• **ASSIGNED TASK**: Reading the data below, count the lines that carry the string "entities". Give nothing but the count.

• **DATA EXTRACTS**:
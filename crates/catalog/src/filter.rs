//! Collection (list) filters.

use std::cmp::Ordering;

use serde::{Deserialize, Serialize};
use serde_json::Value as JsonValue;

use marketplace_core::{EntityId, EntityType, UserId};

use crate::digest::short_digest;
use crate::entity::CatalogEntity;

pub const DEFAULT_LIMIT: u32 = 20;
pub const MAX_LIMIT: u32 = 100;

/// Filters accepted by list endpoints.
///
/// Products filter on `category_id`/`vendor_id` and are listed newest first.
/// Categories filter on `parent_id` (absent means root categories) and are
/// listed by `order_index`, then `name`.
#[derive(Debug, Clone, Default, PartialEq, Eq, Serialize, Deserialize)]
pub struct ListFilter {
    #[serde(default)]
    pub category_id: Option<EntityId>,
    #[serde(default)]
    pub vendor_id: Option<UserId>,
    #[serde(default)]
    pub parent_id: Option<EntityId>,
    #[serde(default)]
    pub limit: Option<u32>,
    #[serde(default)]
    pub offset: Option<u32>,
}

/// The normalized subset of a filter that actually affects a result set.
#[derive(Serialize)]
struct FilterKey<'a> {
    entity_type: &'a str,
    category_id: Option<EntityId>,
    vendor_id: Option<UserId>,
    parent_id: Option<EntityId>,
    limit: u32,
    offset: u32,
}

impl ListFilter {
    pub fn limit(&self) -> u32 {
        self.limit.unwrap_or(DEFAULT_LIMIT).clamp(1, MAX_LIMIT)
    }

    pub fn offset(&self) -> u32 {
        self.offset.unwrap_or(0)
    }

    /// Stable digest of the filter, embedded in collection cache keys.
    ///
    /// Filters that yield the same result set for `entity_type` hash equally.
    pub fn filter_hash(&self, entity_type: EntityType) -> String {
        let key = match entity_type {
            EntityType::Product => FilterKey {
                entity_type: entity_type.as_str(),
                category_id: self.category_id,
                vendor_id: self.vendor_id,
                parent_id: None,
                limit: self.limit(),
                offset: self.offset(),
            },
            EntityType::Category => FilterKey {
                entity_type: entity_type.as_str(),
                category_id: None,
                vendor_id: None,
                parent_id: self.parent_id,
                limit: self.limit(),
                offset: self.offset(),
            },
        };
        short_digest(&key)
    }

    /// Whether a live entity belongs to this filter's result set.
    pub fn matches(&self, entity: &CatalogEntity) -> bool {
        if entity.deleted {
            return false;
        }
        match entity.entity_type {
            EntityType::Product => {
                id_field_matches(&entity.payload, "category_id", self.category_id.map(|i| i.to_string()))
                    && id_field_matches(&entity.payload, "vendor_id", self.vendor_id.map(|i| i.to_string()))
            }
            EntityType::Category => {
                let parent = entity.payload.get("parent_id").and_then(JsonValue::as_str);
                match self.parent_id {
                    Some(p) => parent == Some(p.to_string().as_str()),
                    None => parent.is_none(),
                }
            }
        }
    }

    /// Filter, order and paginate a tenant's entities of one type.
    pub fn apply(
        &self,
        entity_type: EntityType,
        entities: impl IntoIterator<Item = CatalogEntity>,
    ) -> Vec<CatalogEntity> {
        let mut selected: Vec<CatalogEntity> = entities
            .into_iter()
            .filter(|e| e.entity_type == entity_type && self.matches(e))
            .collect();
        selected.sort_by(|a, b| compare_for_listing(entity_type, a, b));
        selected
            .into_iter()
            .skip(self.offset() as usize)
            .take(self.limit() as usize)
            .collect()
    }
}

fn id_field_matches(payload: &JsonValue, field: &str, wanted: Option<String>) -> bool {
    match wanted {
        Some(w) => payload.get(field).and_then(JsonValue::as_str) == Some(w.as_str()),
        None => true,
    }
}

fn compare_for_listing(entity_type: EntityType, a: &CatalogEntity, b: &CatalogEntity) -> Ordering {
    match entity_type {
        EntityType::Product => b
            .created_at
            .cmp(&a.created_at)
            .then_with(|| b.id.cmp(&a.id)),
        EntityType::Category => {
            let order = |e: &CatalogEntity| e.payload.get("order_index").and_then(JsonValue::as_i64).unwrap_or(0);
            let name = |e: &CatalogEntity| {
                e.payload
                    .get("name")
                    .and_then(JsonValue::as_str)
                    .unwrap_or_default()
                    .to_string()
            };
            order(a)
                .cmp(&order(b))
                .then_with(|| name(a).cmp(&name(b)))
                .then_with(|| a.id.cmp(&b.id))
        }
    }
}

• **TASK OUTPUT**: 3